Feeling sheepish
It was my solaris sendmail pkg removal and reinstall of our own pkg that
caused the problem as suspected. It was the /etc/init.d/sendmail script
that I had not got back to what was needed. In particular when I first
adjusted /etc/init.d/sendmail for the sendmail-milter-spf-1.41.pl I read
the bit about
'include:local-forwarders'
and adjusted the entry. When I recreated the script I was rushing and just
copied and pasted the line from the script. After a few "write_log"
additions to sendmail-milter-spf-1.41.pl I found my error.
live and learn.
BB
on Fri, Aug 13, 2004 at 05:28:48PM +1000, Broun, Bevan <brounb@adi-limited.com> wrote:
> Hi Koen, thanks for answering. Im pulling my hair out here.
>
> > Did you run dig & spfquery on the same box that is doing the checks??
>
> Yes.
>
> > And the obvious question: what has changed since the time it worked and
> > the time it didn't?
>
> This is a solaris 8 host. What I think is this: I compiled a new solaris
> (on a different box) and installed over the top of the solaris sendmail.
> Then we tested and everything was working. We decided to uninstall the
> solaris sendmail packages (there are two) so as not to get our own sendmain
> pkg overwritten by recommended patches. This removed files from /etc/mail
> (but I had that backed up) and the /etc/init.d/sendmail script (which I
> think is back to what I had).
>
> Then I reinstalled our sendmail pkg and replaced the /etc/mail directory.

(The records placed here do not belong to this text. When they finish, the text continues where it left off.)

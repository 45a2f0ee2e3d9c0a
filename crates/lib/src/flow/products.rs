//! Product-id markers and the product carousel.

use crate::clients::{CarouselButton, CarouselCard, LeadsClient, MessagingClient, MessagingError, Product};

/// Cards per carousel; extra ids are ignored.
pub const MAX_CAROUSEL_CARDS: usize = 5;

pub const CAROUSEL_CAPTION: &str = "Encante-se com os destaques!";

const MARKER_KEY: &str = "ID_P";

/// Parse a `ID_P: <id>[, <id>...]` line.
///
/// The key is compared case-sensitively, so callers upper-case first. Returns None when the line is
/// not a marker, and an empty list for a marker without ids (`"ID_P:"`). Ids keep their order;
/// empty entries are dropped.
pub fn parse_product_ids(s: &str) -> Option<Vec<String>> {
    let (key, rest) = s.trim().split_once(':')?;
    if key.trim() != MARKER_KEY {
        return None;
    }
    Some(
        rest.split(',')
            .map(str::trim)
            .filter(|id| !id.is_empty())
            .map(str::to_string)
            .collect(),
    )
}

/// Ids of the first line of `text` (upper-cased) that is a marker with at least one id.
pub fn find_product_marker(text: &str) -> Option<Vec<String>> {
    text.to_uppercase()
        .lines()
        .filter_map(parse_product_ids)
        .find(|ids| !ids.is_empty())
}

/// `<base>?id=<id>&id_empresa=1`
pub fn product_image_url(base: &str, id: &str) -> String {
    format!("{}?id={}&id_empresa=1", base, id)
}

/// Card for one product: lower-cased description and price, catalog image, one reply button.
pub fn build_card(product: &Product, id: &str, image_base: &str) -> CarouselCard {
    CarouselCard {
        text: format!(
            "{}\nPreço: R$ {}",
            product.description.to_lowercase(),
            product.price_label()
        ),
        image: product_image_url(image_base, id),
        buttons: vec![CarouselButton::reply(format!("Vou querer o {}", product.name))],
    }
}

/// Look up the first [`MAX_CAROUSEL_CARDS`] ids and send them as one carousel.
/// Failed or empty lookups are skipped; nothing is sent when no card remains.
/// Returns the number of cards sent.
pub async fn send_products_carousel(
    leads: &LeadsClient,
    messaging: &MessagingClient,
    image_base: &str,
    tax_id: &str,
    number: &str,
    ids: &[String],
) -> Result<usize, MessagingError> {
    let mut cards = Vec::new();
    for id in ids.iter().take(MAX_CAROUSEL_CARDS) {
        match leads.products(tax_id, Some(id)).await {
            Ok(products) => match products.first() {
                Some(product) => cards.push(build_card(product, id, image_base)),
                None => log::debug!("carousel: no product for id {}", id),
            },
            Err(e) => log::warn!("carousel: product {} lookup failed: {}", id, e),
        }
    }
    if cards.is_empty() {
        log::info!("carousel: no products found, nothing sent");
        return Ok(0);
    }
    messaging.send_carousel(number, CAROUSEL_CAPTION, &cards).await?;
    Ok(cards.len())
}

#[cfg(test)]
mod tests {
    use super::*;
    use serde_json::json;

    fn ids(items: &[&str]) -> Vec<String> {
        items.iter().map(|s| s.to_string()).collect()
    }

    #[test]
    fn parses_marker_lines() {
        assert_eq!(parse_product_ids("ID_P: 1, 2 ,3"), Some(ids(&["1", "2", "3"])));
        assert_eq!(parse_product_ids("  ID_P :42  "), Some(ids(&["42"])));
        assert_eq!(parse_product_ids("ID_P: 1,,2,"), Some(ids(&["1", "2"])));
        assert_eq!(parse_product_ids("ID_P:"), Some(vec![]));
    }

    #[test]
    fn rejects_non_markers() {
        assert_eq!(parse_product_ids("ID_P 1, 2"), None);
        assert_eq!(parse_product_ids("id_p: 1"), None);
        assert_eq!(parse_product_ids("Produto: 1"), None);
        assert_eq!(parse_product_ids(""), None);
    }

    #[test]
    fn finds_marker_on_any_line_case_insensitively() {
        assert_eq!(find_product_marker("id_p: 10"), Some(ids(&["10"])));
        assert_eq!(
            find_product_marker("Veja estes:\nID_P: 7, 8\nGostou?"),
            Some(ids(&["7", "8"]))
        );
        assert_eq!(find_product_marker("ID_P:\nsem ids"), None);
        assert_eq!(find_product_marker("Quero ver produtos"), None);
    }

    #[test]
    fn card_text_image_and_button() {
        let product = Product::from_value(&json!({
            "nome": "Anel Solitário",
            "descricao": "Anel em PRATA 925",
            "preco": 129.9
        }))
        .unwrap();
        let card = build_card(&product, "10", "http://img.test/produtos/imagem");
        assert_eq!(card.text, "anel em prata 925\nPreço: R$ 129.9");
        assert_eq!(card.image, "http://img.test/produtos/imagem?id=10&id_empresa=1");
        assert_eq!(card.buttons, vec![CarouselButton::reply("Vou querer o Anel Solitário")]);
    }

    #[tokio::test]
    async fn all_lookups_failing_sends_nothing() {
        let mut leads_server = mockito::Server::new_async().await;
        let _m = leads_server
            .mock("GET", mockito::Matcher::Regex("^/produtos".to_string()))
            .with_status(500)
            .expect(2)
            .create_async()
            .await;
        let mut whats_server = mockito::Server::new_async().await;
        let carousel = whats_server
            .mock("POST", "/send/carousel")
            .expect(0)
            .create_async()
            .await;

        let leads = LeadsClient::new(&leads_server.url(), "");
        let whats = MessagingClient::new(&whats_server.url(), "t");
        let sent = send_products_carousel(&leads, &whats, "http://img", "1", "55", &ids(&["1", "2"]))
            .await
            .unwrap();
        assert_eq!(sent, 0);
        carousel.assert_async().await;
    }

    #[tokio::test]
    async fn only_first_five_ids_are_looked_up() {
        let mut leads_server = mockito::Server::new_async().await;
        let lookups = leads_server
            .mock("GET", mockito::Matcher::Regex("^/produtos".to_string()))
            .with_status(200)
            .with_body(r#"[{"nome":"Brinco","descricao":"Ouro","preco":"99,90"}]"#)
            .expect(5)
            .create_async()
            .await;
        let mut whats_server = mockito::Server::new_async().await;
        let carousel = whats_server
            .mock("POST", "/send/carousel")
            .match_body(mockito::Matcher::PartialJson(json!({
                "number": "55",
                "text": CAROUSEL_CAPTION
            })))
            .with_status(200)
            .create_async()
            .await;

        let leads = LeadsClient::new(&leads_server.url(), "");
        let whats = MessagingClient::new(&whats_server.url(), "t");
        let all = ids(&["1", "2", "3", "4", "5", "6", "7"]);
        let sent = send_products_carousel(&leads, &whats, "http://img", "1", "55", &all)
            .await
            .unwrap();
        assert_eq!(sent, 5);
        lookups.assert_async().await;
        carousel.assert_async().await;
    }
}
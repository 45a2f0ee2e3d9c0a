//! Sender → assistant thread resolution.

use crate::clients::{AssistantClient, AssistantError, LeadRecord, LeadsClient};
use serde_json::{Map, Value};

/// Keys a lead record may carry its thread id under, in lookup order.
const THREAD_ID_KEYS: &[&str] = &["Thread_id", "thread_id", "thread", "ThreadID"];

/// Thread id stored on a lead record, if any.
pub fn thread_id_of(record: &Map<String, Value>) -> Option<&str> {
    THREAD_ID_KEYS
        .iter()
        .filter_map(|k| record.get(*k).and_then(Value::as_str))
        .find(|s| !s.is_empty())
}

/// Thread for `number` under `tax_id`: reuse the one on the lead record, otherwise create a thread
/// and register it as a new active lead (backend and CRM, best-effort).
///
/// Only thread creation failures are returned.
pub async fn ensure_thread(
    assistant: &AssistantClient,
    leads: &LeadsClient,
    number: &str,
    tax_id: &str,
) -> Result<String, AssistantError> {
    match leads.find_lead(number, tax_id).await {
        Ok(Some(record)) => {
            if let Some(id) = thread_id_of(&record) {
                log::debug!("thread: reusing {} for {}", id, number);
                return Ok(id.to_string());
            }
        }
        Ok(None) => {}
        Err(e) => log::warn!("thread: lead lookup for {} failed: {}", number, e),
    }

    let thread_id = assistant.create_thread().await?;
    log::info!("thread: created {} for {}", thread_id, number);

    let lead = LeadRecord::new_active(number, tax_id, &thread_id);
    // Not fatal: the next message creates another thread if the record did not stick.
    if let Err(e) = leads.upsert_lead(&lead).await {
        log::warn!("thread: lead upsert for {} failed: {}", number, e);
    }
    if let Err(e) = leads.update_crm_lead(&lead).await {
        log::warn!("thread: crm update for {} failed: {}", number, e);
    }
    Ok(thread_id)
}
//! Inbound provider webhooks.
//!
//! Payloads are decoded tolerantly: each field is looked up through an ordered list of historical
//! key spellings so older provider versions keep working.

mod incoming;

pub use incoming::{sender_number, IncomingMessage, IncomingWebhook, WebhookError};
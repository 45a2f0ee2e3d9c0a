//! Per-sender message buffer.
//!
//! Inbound texts are appended to a short-lived list keyed by sender number so bursts of messages
//! can later be read back and combined into one prompt. Redis is the only real backend (cargo
//! feature `redis`); without it a no-op buffer keeps the receiver path unchanged.

use async_trait::async_trait;
use std::sync::Arc;
use std::time::Duration;

const KEY_PREFIX: &str = "NUMBER_buffer_helsenia:";

#[derive(Debug, thiserror::Error)]
pub enum BufferError {
    #[error("buffer backend: {0}")]
    Backend(String),
}

#[cfg(feature = "redis")]
impl From<redis::RedisError> for BufferError {
    fn from(e: redis::RedisError) -> Self {
        Self::Backend(format!("redis: {}", e))
    }
}

/// Storage for buffered messages of one sender.
#[async_trait]
pub trait MessageBuffer: Send + Sync {
    /// Backend name for logs and the health endpoint.
    fn backend(&self) -> &'static str;

    /// Append `message` to the sender's list and refresh its expiry. Blank inputs are ignored.
    async fn push(&self, number: &str, message: &str, ttl: Duration) -> Result<(), BufferError>;

    /// All buffered messages, oldest first. The list is left in place.
    async fn get_all(&self, number: &str) -> Result<Vec<String>, BufferError>;

    /// All buffered messages, oldest first; the list is removed in the same transaction.
    async fn pop_all(&self, number: &str) -> Result<Vec<String>, BufferError>;

    async fn clear(&self, number: &str) -> Result<(), BufferError>;
}

/// Storage key of a sender's list.
pub fn buffer_key(number: &str) -> String {
    format!("{}{}", KEY_PREFIX, number)
}

/// Join buffered messages with `sep` (newline when empty) and clamp the result to `max_chars`
/// characters (0 means no limit). None when there is nothing to combine.
pub fn combine_messages(messages: &[String], sep: &str, max_chars: usize) -> Option<String> {
    if messages.is_empty() {
        return None;
    }
    let sep = if sep.is_empty() { "\n" } else { sep };
    let joined = messages.join(sep);
    if max_chars > 0 && joined.chars().count() > max_chars {
        return Some(joined.chars().take(max_chars).collect());
    }
    Some(joined)
}

/// Buffer that stores nothing.
#[derive(Debug, Default, Clone, Copy)]
pub struct NoopBuffer;

#[async_trait]
impl MessageBuffer for NoopBuffer {
    fn backend(&self) -> &'static str {
        "none"
    }

    async fn push(&self, _number: &str, _message: &str, _ttl: Duration) -> Result<(), BufferError> {
        Ok(())
    }

    async fn get_all(&self, _number: &str) -> Result<Vec<String>, BufferError> {
        Ok(Vec::new())
    }

    async fn pop_all(&self, _number: &str) -> Result<Vec<String>, BufferError> {
        Ok(Vec::new())
    }

    async fn clear(&self, _number: &str) -> Result<(), BufferError> {
        Ok(())
    }
}

#[cfg(feature = "redis")]
pub use self::redis_backend::RedisBuffer;

#[cfg(feature = "redis")]
mod redis_backend {
    use super::{buffer_key, BufferError, MessageBuffer};
    use async_trait::async_trait;
    use redis::aio::ConnectionManager;
    use redis::AsyncCommands;
    use std::time::Duration;

    /// Redis list per sender; writes and drains run in MULTI/EXEC pipelines.
    #[derive(Clone)]
    pub struct RedisBuffer {
        manager: ConnectionManager,
    }

    impl RedisBuffer {
        pub async fn connect(redis_url: &str) -> Result<Self, BufferError> {
            let client = redis::Client::open(redis_url)?;
            let manager = client.get_connection_manager().await?;
            Ok(Self { manager })
        }
    }

    #[async_trait]
    impl MessageBuffer for RedisBuffer {
        fn backend(&self) -> &'static str {
            "redis"
        }

        async fn push(&self, number: &str, message: &str, ttl: Duration) -> Result<(), BufferError> {
            if number.is_empty() || message.is_empty() {
                return Ok(());
            }
            let key = buffer_key(number);
            let mut conn = self.manager.clone();
            let mut pipe = redis::pipe();
            pipe.atomic().rpush(&key, message).ignore();
            if !ttl.is_zero() {
                pipe.expire(&key, ttl.as_secs().max(1) as i64).ignore();
            }
            let _: () = pipe.query_async(&mut conn).await?;
            Ok(())
        }

        async fn get_all(&self, number: &str) -> Result<Vec<String>, BufferError> {
            if number.is_empty() {
                return Ok(Vec::new());
            }
            let mut conn = self.manager.clone();
            let items: Vec<String> = conn.lrange(buffer_key(number), 0, -1).await?;
            Ok(items)
        }

        async fn pop_all(&self, number: &str) -> Result<Vec<String>, BufferError> {
            if number.is_empty() {
                return Ok(Vec::new());
            }
            let key = buffer_key(number);
            let mut conn = self.manager.clone();
            let (items,): (Vec<String>,) = redis::pipe()
                .atomic()
                .lrange(&key, 0, -1)
                .del(&key)
                .ignore()
                .query_async(&mut conn)
                .await?;
            Ok(items)
        }

        async fn clear(&self, number: &str) -> Result<(), BufferError> {
            if number.is_empty() {
                return Ok(());
            }
            let mut conn = self.manager.clone();
            conn.del::<_, ()>(buffer_key(number)).await?;
            Ok(())
        }
    }

}

/// Buffer for the configured URL. Falls back to [`NoopBuffer`] (with a warning) when no URL is
/// set, the `redis` feature is off, or the server cannot be reached.
pub async fn connect(redis_url: Option<&str>) -> Arc<dyn MessageBuffer> {
    let Some(url) = redis_url.map(str::trim).filter(|u| !u.is_empty()) else {
        return Arc::new(NoopBuffer);
    };
    connect_url(url).await
}

#[cfg(feature = "redis")]
async fn connect_url(url: &str) -> Arc<dyn MessageBuffer> {
    match RedisBuffer::connect(url).await {
        Ok(buffer) => {
            log::info!("buffer: redis connected");
            Arc::new(buffer)
        }
        Err(e) => {
            log::warn!("buffer: redis unavailable ({}), buffering disabled", e);
            Arc::new(NoopBuffer)
        }
    }
}

#[cfg(not(feature = "redis"))]
async fn connect_url(_url: &str) -> Arc<dyn MessageBuffer> {
    log::warn!("buffer: redis url configured but built without the `redis` feature, buffering disabled");
    Arc::new(NoopBuffer)
}

#[cfg(test)]
mod tests {
    use super::*;

    fn strings(items: &[&str]) -> Vec<String> {
        items.iter().map(|s| s.to_string()).collect()
    }

    #[test]
    fn key_uses_sender_number() {
        assert_eq!(buffer_key("5531999990000"), "NUMBER_buffer_helsenia:5531999990000");
    }

    #[test]
    fn combine_joins_with_default_separator() {
        let msgs = strings(&["oi", "tudo bem?", "quero um anel"]);
        assert_eq!(
            combine_messages(&msgs, "", 0).as_deref(),
            Some("oi\ntudo bem?\nquero um anel")
        );
        assert_eq!(combine_messages(&msgs, " | ", 0).as_deref(), Some("oi | tudo bem? | quero um anel"));
    }

    #[test]
    fn combine_clamps_by_characters_not_bytes() {
        let msgs = strings(&["ação", "ótimo"]);
        assert_eq!(combine_messages(&msgs, " ", 6).as_deref(), Some("ação ó"));
    }

    #[test]
    fn combine_empty_is_none() {
        assert_eq!(combine_messages(&[], "\n", 10), None);
    }

    #[tokio::test]
    async fn noop_buffer_stores_nothing() {
        let buffer = NoopBuffer;
        buffer.push("55", "oi", Duration::from_secs(60)).await.unwrap();
        assert!(buffer.get_all("55").await.unwrap().is_empty());
        assert!(buffer.pop_all("55").await.unwrap().is_empty());
        assert_eq!(buffer.backend(), "none");
    }

    #[tokio::test]
    async fn connect_without_url_is_noop() {
        assert_eq!(connect(None).await.backend(), "none");
        assert_eq!(connect(Some("  ")).await.backend(), "none");
    }
}
//! Configuración de variables de entorno
//!
//! Este módulo maneja la configuración del entorno y variables de configuración.

use anyhow::{Context, Result};
use rust_decimal::Decimal;
use std::env;
use std::str::FromStr;

/// Configuración del entorno
#[derive(Debug, Clone)]
pub struct EnvironmentConfig {
    pub environment: String,
    pub port: u16,
    pub host: String,
    pub cors_origins: Vec<String>,
    /// Monto fijo cobrado por cada estadía
    pub tarifa_base: Decimal,
    /// Monto adicional por cada hora iniciada de estadía
    pub tarifa_valor_hora: Decimal,
    pub bcrypt_cost: u32,
}

impl Default for EnvironmentConfig {
    fn default() -> Self {
        Self {
            environment: "development".to_string(),
            port: 8080,
            host: "0.0.0.0".to_string(),
            cors_origins: Vec::new(),
            tarifa_base: Decimal::new(2000, 0),
            tarifa_valor_hora: Decimal::ZERO,
            bcrypt_cost: bcrypt::DEFAULT_COST,
        }
    }
}

impl EnvironmentConfig {
    /// Leer la configuración desde las variables de entorno, usando los
    /// valores por defecto para las variables ausentes
    pub fn from_env() -> Result<Self> {
        let defaults = Self::default();

        Ok(Self {
            environment: env::var("ENVIRONMENT").unwrap_or(defaults.environment),
            port: parse_var("PORT")?.unwrap_or(defaults.port),
            host: env::var("HOST").unwrap_or(defaults.host),
            cors_origins: env::var("CORS_ORIGINS")
                .map(|origins| parse_origins(&origins))
                .unwrap_or(defaults.cors_origins),
            tarifa_base: parse_var("TARIFA_BASE")?.unwrap_or(defaults.tarifa_base),
            tarifa_valor_hora: parse_var("TARIFA_VALOR_HORA")?
                .unwrap_or(defaults.tarifa_valor_hora),
            bcrypt_cost: parse_var("BCRYPT_COST")?.unwrap_or(defaults.bcrypt_cost),
        })
    }

    /// Verificar si estamos en modo desarrollo
    pub fn is_development(&self) -> bool {
        self.environment == "development"
    }

    /// Obtener la dirección del servidor
    pub fn server_url(&self) -> String {
        format!("{}:{}", self.host, self.port)
    }
}

fn parse_var<T>(name: &str) -> Result<Option<T>>
where
    T: FromStr,
    T::Err: std::error::Error + Send + Sync + 'static,
{
    match env::var(name) {
        Ok(raw) => raw
            .trim()
            .parse()
            .map(Some)
            .with_context(|| format!("{} must be a valid value, got '{}'", name, raw)),
        Err(_) => Ok(None),
    }
}

fn parse_origins(raw: &str) -> Vec<String> {
    raw.split(',')
        .map(|s| s.trim().to_string())
        .filter(|s| !s.is_empty())
        .collect()
}
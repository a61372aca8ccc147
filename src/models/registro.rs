//! Modelo de Registro
//!
//! Un registro es una estadía de un auto: abierto mientras `hora_salida` es nulo.

use chrono::{DateTime, Utc};
use serde::{Deserialize, Serialize};
use sqlx::FromRow;

use super::{present_or_null, Entidad};
use crate::utils::errors::{validation_error, AppResult};

/// Registro - mapea a la tabla registros
#[derive(Debug, Clone, PartialEq, Serialize, Deserialize, FromRow)]
pub struct Registro {
    #[serde(default)]
    pub id: i64,
    pub hora_llegada: DateTime<Utc>,
    #[serde(default)]
    pub hora_salida: Option<DateTime<Utc>>,
    pub auto_id: i64,
}

impl Registro {
    /// Abre una nueva estadía para el auto
    pub fn open(auto_id: i64, hora_llegada: DateTime<Utc>) -> Self {
        Self {
            id: 0,
            hora_llegada,
            hora_salida: None,
            auto_id,
        }
    }

    pub fn is_open(&self) -> bool {
        self.hora_salida.is_none()
    }

    /// La salida nunca puede ser anterior a la llegada
    pub fn check_times(&self) -> AppResult<()> {
        match self.hora_salida {
            Some(salida) if salida < self.hora_llegada => Err(validation_error(
                "hora_salida",
                "la hora de salida no puede ser anterior a la de llegada",
            )),
            _ => Ok(()),
        }
    }
}

impl Entidad for Registro {
    const RECURSO: &'static str = "Registro";

    fn id(&self) -> i64 {
        self.id
    }

    fn set_id(&mut self, id: i64) {
        self.id = id;
    }
}

/// Actualización parcial; `hora_salida: null` reabre el registro
#[derive(Debug, Clone, Default, Deserialize)]
pub struct PatchRegistro {
    pub hora_llegada: Option<DateTime<Utc>>,
    #[serde(default, deserialize_with = "present_or_null")]
    pub hora_salida: Option<Option<DateTime<Utc>>>,
    pub auto_id: Option<i64>,
}

impl PatchRegistro {
    pub fn apply_to(self, registro: &mut Registro) {
        if let Some(hora_llegada) = self.hora_llegada {
            registro.hora_llegada = hora_llegada;
        }
        if let Some(hora_salida) = self.hora_salida {
            registro.hora_salida = hora_salida;
        }
        if let Some(auto_id) = self.auto_id {
            registro.auto_id = auto_id;
        }
    }
}
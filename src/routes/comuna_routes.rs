use axum::{
    extract::{Path, Query, State},
    http::StatusCode,
    response::Response,
    routing::get,
    Json, Router,
};
use serde::Deserialize;

use super::{created, list_response};
use crate::models::{Comuna, PatchComuna};
use crate::services::ComunaService;
use crate::state::AppState;
use crate::utils::errors::AppResult;

pub fn create_comuna_router() -> Router<AppState> {
    Router::new()
        .route("/", get(list_comunas).post(create_comuna))
        .route("/buscar", get(search_comunas))
        .route("/codigo/:codigo", get(get_comuna_by_codigo))
        .route("/region/:region_id", get(list_by_region))
        .route(
            "/:id",
            get(get_comuna)
                .put(update_comuna)
                .patch(patch_comuna)
                .delete(delete_comuna),
        )
}

#[derive(Debug, Deserialize)]
struct BuscarComunaQuery {
    nombre: String,
    region_id: i64,
}

async fn list_comunas(State(state): State<AppState>) -> AppResult<Response> {
    let mut store = state.store().await?;
    let comunas = ComunaService::new(&mut store).find_all().await?;
    store.commit().await?;
    Ok(list_response(comunas))
}

async fn get_comuna(
    State(state): State<AppState>,
    Path(id): Path<i64>,
) -> AppResult<Json<Comuna>> {
    let mut store = state.store().await?;
    let comuna = ComunaService::new(&mut store).find_by_id(id).await?;
    store.commit().await?;
    Ok(Json(comuna))
}

async fn get_comuna_by_codigo(
    State(state): State<AppState>,
    Path(codigo): Path<i64>,
) -> AppResult<Json<Comuna>> {
    let mut store = state.store().await?;
    let comuna = ComunaService::new(&mut store).find_by_codigo(codigo).await?;
    store.commit().await?;
    Ok(Json(comuna))
}

async fn list_by_region(
    State(state): State<AppState>,
    Path(region_id): Path<i64>,
) -> AppResult<Response> {
    let mut store = state.store().await?;
    let comunas = ComunaService::new(&mut store)
        .find_by_region(region_id)
        .await?;
    store.commit().await?;
    Ok(list_response(comunas))
}

async fn search_comunas(
    State(state): State<AppState>,
    Query(query): Query<BuscarComunaQuery>,
) -> AppResult<Response> {
    let mut store = state.store().await?;
    let comunas = ComunaService::new(&mut store)
        .find_by_nombre_and_region(&query.nombre, query.region_id)
        .await?;
    store.commit().await?;
    Ok(list_response(comunas))
}

async fn create_comuna(
    State(state): State<AppState>,
    Json(mut comuna): Json<Comuna>,
) -> AppResult<Response> {
    comuna.id = 0;
    let mut store = state.store().await?;
    let comuna = ComunaService::new(&mut store).save(comuna).await?;
    store.commit().await?;
    Ok(created(comuna))
}

async fn update_comuna(
    State(state): State<AppState>,
    Path(id): Path<i64>,
    Json(comuna): Json<Comuna>,
) -> AppResult<Json<Comuna>> {
    let mut store = state.store().await?;
    let comuna = ComunaService::new(&mut store).update(id, comuna).await?;
    store.commit().await?;
    Ok(Json(comuna))
}

async fn patch_comuna(
    State(state): State<AppState>,
    Path(id): Path<i64>,
    Json(patch): Json<PatchComuna>,
) -> AppResult<Json<Comuna>> {
    let mut store = state.store().await?;
    let comuna = ComunaService::new(&mut store).patch(id, patch).await?;
    store.commit().await?;
    Ok(Json(comuna))
}

async fn delete_comuna(
    State(state): State<AppState>,
    Path(id): Path<i64>,
) -> AppResult<StatusCode> {
    let mut store = state.store().await?;
    ComunaService::new(&mut store).delete(id).await?;
    store.commit().await?;
    Ok(StatusCode::NO_CONTENT)
}
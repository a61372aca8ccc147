//! Repositorios
//!
//! Acceso a datos detrás del trait `ParkingStore`, con una implementación
//! sobre PostgreSQL y otra en memoria.

pub mod memory_store;
pub mod parking_store;
pub mod pg_store;

pub use memory_store::MemoryStore;
pub use parking_store::ParkingStore;
pub use pg_store::PgStore;
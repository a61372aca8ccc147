//! Modelo de Region

use serde::{Deserialize, Serialize};
use sqlx::FromRow;
use validator::Validate;

use super::Entidad;

/// Region - mapea a la tabla regiones
#[derive(Debug, Clone, PartialEq, Serialize, Deserialize, FromRow, Validate)]
pub struct Region {
    #[serde(default)]
    pub id: i64,
    #[validate(range(min = 1))]
    pub codigo: i32,
    #[validate(length(min = 1, max = 100))]
    pub nombre: String,
}

impl Entidad for Region {
    const RECURSO: &'static str = "Region";

    fn id(&self) -> i64 {
        self.id
    }

    fn set_id(&mut self, id: i64) {
        self.id = id;
    }
}

/// Actualización parcial de una región
#[derive(Debug, Clone, Default, Deserialize, Validate)]
pub struct PatchRegion {
    #[validate(range(min = 1))]
    pub codigo: Option<i32>,
    #[validate(length(min = 1, max = 100))]
    pub nombre: Option<String>,
}

impl PatchRegion {
    pub fn apply_to(self, region: &mut Region) {
        if let Some(codigo) = self.codigo {
            region.codigo = codigo;
        }
        if let Some(nombre) = self.nombre {
            region.nombre = nombre;
        }
    }
}

#[cfg(test)]
mod tests {
    use super::*;

    #[test]
    fn test_patch_only_touches_supplied_fields() {
        let mut region = Region {
            id: 1,
            codigo: 1234,
            nombre: "Santiago".to_string(),
        };
        let patch: PatchRegion =
            serde_json::from_str(r#"{"nombre":"Santiago Actualizado"}"#).unwrap();

        patch.apply_to(&mut region);

        assert_eq!(
            region,
            Region {
                id: 1,
                codigo: 1234,
                nombre: "Santiago Actualizado".to_string(),
            }
        );
    }
}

> Im thinking that there is a permission problem perhaps.
>
> Currently Im adding write_log lines in sendmail-milter-spf-1.41.pl to see
> whats going on. It looks like sendmail is definitely using the milter but
> it's getting the "unknown" result, which would suggest sendmail is perhaps
> not passing the ip and email address to the milter.
>
> Do you know how to get more logging out of that milter (without editing
> code)
>
> Ive got to get this going tonight.
>
> Thanks
>
> BB
>
>
> >
> > Koen
> >
> > On Fri, Aug 13, 2004 at 04:44:04PM +1000, Broun, Bevan wrote:
> > > Im using the perl implementation
> > >
> > > spfquery gives the correct result:
> > >
> > > spfquery: domain of test@adi-limited.com does not designate 203.20.101.19
> > > as permitted sender
> > >
> > > thanks
> > >
> > > BB
> > >
> > > on Fri, Aug 13, 2004 at 03:40:17PM +1000, Broun, Bevan <brounb@adi-limited.com> wrote:
> > > > I had spf working in my test environment. It was working very nicely
> > > > rejecting forged mail. I cant figure out what's wrong now, Im getting
> > > >
> > > > Milter add: header: Received-SPF: unknown (hyperion.adi-limited.com:
> > > > error in processing during lookup of test@adi-limited.com)
> > > >
> > > > Note: that this is a test lab. Dont look up internet records for
> > > > adi-limited.com. In the lab Ive got from dig:
> > > >
> > > > ;; ANSWER SECTION:
> > > > adi-limited.com. 10800 IN TXT "v=spf1 a:hyperion.adi-limited.com -all"
> > > >
> > > > Im testing via telnet to port 25 - I am expecting to be getting rejected.
> > > >
> > > > help
> > > >
> > > > BB
> > > >
> > > > -------
> > > > Archives at http://archives.listbox.com/spf-help/current/
> > > > Donate! http://spf.pobox.com/donations.html
> > > > To unsubscribe, change your address, or temporarily deactivate your subscription,
> > > > please go to http://v2.listbox.com/member/?listname=spf-help@v2.listbox.com
> > >
> > > -------
> > > Archives at http://archives.listbox.com/spf-help/current/
> > > Donate! http://spf.pobox.com/donations.html
> > > To unsubscribe, change your address, or temporarily deactivate your subscription,
> > > please go to http://v2.listbox.com/member/?listname=spf-help@v2.listbox.com
> >
> > --
> > K.F.J. Martens, Sonologic, http://www.sonologic.nl/
> > Networking, embedded systems, unix expertise, artificial intelligence.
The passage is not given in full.